→ **Task directions**:
Using the records below, copy every line that holds the string "Deserialize".

<<<<

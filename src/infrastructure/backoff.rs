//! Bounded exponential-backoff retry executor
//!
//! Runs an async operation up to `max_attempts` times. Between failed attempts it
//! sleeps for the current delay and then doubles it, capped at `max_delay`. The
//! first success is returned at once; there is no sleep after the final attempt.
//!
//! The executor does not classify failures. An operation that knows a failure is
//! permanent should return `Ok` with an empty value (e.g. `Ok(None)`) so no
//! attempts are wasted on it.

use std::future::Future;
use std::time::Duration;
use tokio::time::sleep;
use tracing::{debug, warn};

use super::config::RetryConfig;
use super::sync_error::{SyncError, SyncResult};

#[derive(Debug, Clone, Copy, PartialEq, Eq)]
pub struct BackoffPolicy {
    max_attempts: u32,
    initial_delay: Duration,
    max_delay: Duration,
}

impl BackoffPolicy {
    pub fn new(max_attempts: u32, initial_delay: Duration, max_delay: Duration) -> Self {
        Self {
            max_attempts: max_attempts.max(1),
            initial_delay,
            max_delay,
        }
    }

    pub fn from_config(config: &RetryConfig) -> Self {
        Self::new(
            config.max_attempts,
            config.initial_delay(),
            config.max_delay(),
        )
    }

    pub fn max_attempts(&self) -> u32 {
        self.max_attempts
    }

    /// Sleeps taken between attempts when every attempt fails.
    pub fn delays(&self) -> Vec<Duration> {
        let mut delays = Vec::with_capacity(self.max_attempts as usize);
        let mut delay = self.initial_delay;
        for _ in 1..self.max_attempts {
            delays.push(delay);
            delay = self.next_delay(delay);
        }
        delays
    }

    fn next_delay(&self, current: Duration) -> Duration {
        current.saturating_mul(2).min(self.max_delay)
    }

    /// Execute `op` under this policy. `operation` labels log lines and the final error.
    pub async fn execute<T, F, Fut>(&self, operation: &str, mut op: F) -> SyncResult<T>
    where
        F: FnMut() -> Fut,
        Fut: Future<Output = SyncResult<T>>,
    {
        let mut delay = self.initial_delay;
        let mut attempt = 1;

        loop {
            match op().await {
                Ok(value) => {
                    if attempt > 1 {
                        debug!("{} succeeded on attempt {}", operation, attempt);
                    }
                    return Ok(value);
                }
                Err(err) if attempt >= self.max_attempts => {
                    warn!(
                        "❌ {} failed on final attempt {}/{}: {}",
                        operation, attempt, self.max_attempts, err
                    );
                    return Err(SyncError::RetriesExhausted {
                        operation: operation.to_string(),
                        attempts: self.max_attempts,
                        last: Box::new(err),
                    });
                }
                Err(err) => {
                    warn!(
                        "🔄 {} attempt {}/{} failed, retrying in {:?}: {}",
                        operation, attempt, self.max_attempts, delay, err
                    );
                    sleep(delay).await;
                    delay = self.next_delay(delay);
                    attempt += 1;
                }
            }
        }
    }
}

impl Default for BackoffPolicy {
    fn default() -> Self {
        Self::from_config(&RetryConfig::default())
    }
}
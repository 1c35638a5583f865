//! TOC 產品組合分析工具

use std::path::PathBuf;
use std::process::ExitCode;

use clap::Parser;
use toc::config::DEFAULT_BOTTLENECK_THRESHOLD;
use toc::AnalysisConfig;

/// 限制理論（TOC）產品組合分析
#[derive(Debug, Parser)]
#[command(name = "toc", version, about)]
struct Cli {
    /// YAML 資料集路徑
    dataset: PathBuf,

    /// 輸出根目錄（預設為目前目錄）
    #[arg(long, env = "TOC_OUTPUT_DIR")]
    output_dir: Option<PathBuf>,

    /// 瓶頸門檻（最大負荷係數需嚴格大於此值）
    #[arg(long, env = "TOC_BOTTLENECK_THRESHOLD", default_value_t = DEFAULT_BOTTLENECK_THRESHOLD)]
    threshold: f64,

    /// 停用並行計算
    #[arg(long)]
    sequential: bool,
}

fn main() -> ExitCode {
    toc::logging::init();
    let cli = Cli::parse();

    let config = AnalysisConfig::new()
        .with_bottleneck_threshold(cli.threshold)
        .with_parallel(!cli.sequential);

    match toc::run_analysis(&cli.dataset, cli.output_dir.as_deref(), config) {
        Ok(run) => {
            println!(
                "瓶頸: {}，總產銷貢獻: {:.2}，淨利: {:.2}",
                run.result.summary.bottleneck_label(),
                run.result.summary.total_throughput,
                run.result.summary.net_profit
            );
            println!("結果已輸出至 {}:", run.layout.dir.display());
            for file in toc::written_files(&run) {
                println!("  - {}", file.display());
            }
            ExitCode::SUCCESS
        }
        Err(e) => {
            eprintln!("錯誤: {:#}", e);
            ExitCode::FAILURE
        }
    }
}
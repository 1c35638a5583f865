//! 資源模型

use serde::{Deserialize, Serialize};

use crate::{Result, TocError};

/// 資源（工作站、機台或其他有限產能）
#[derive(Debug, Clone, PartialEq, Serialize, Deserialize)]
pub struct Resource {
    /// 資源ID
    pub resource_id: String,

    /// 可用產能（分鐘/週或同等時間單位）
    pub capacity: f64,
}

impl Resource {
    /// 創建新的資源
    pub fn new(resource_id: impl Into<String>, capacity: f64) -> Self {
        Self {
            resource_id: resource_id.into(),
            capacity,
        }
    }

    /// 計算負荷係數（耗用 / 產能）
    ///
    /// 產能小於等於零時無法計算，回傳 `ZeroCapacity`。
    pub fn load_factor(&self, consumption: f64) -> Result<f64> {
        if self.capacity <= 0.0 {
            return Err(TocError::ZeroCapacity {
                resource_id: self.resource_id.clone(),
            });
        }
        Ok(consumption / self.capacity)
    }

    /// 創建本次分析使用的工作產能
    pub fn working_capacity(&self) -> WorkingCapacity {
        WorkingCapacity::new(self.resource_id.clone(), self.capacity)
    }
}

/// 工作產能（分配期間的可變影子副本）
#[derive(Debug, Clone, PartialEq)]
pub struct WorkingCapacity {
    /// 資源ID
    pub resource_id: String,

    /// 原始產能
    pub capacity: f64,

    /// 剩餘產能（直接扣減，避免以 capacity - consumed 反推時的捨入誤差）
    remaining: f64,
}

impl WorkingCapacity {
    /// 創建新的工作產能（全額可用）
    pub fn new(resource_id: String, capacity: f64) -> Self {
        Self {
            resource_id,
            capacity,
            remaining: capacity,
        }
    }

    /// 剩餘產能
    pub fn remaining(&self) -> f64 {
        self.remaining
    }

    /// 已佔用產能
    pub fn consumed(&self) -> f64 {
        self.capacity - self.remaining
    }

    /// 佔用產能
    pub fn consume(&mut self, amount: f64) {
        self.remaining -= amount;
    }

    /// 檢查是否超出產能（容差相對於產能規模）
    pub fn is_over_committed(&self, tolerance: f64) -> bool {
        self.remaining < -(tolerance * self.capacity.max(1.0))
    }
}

>>>>

→ **Task answer**:
use serde::{Deserialize, Serialize};
#[derive(Debug, Clone, PartialEq, Serialize, Deserialize)]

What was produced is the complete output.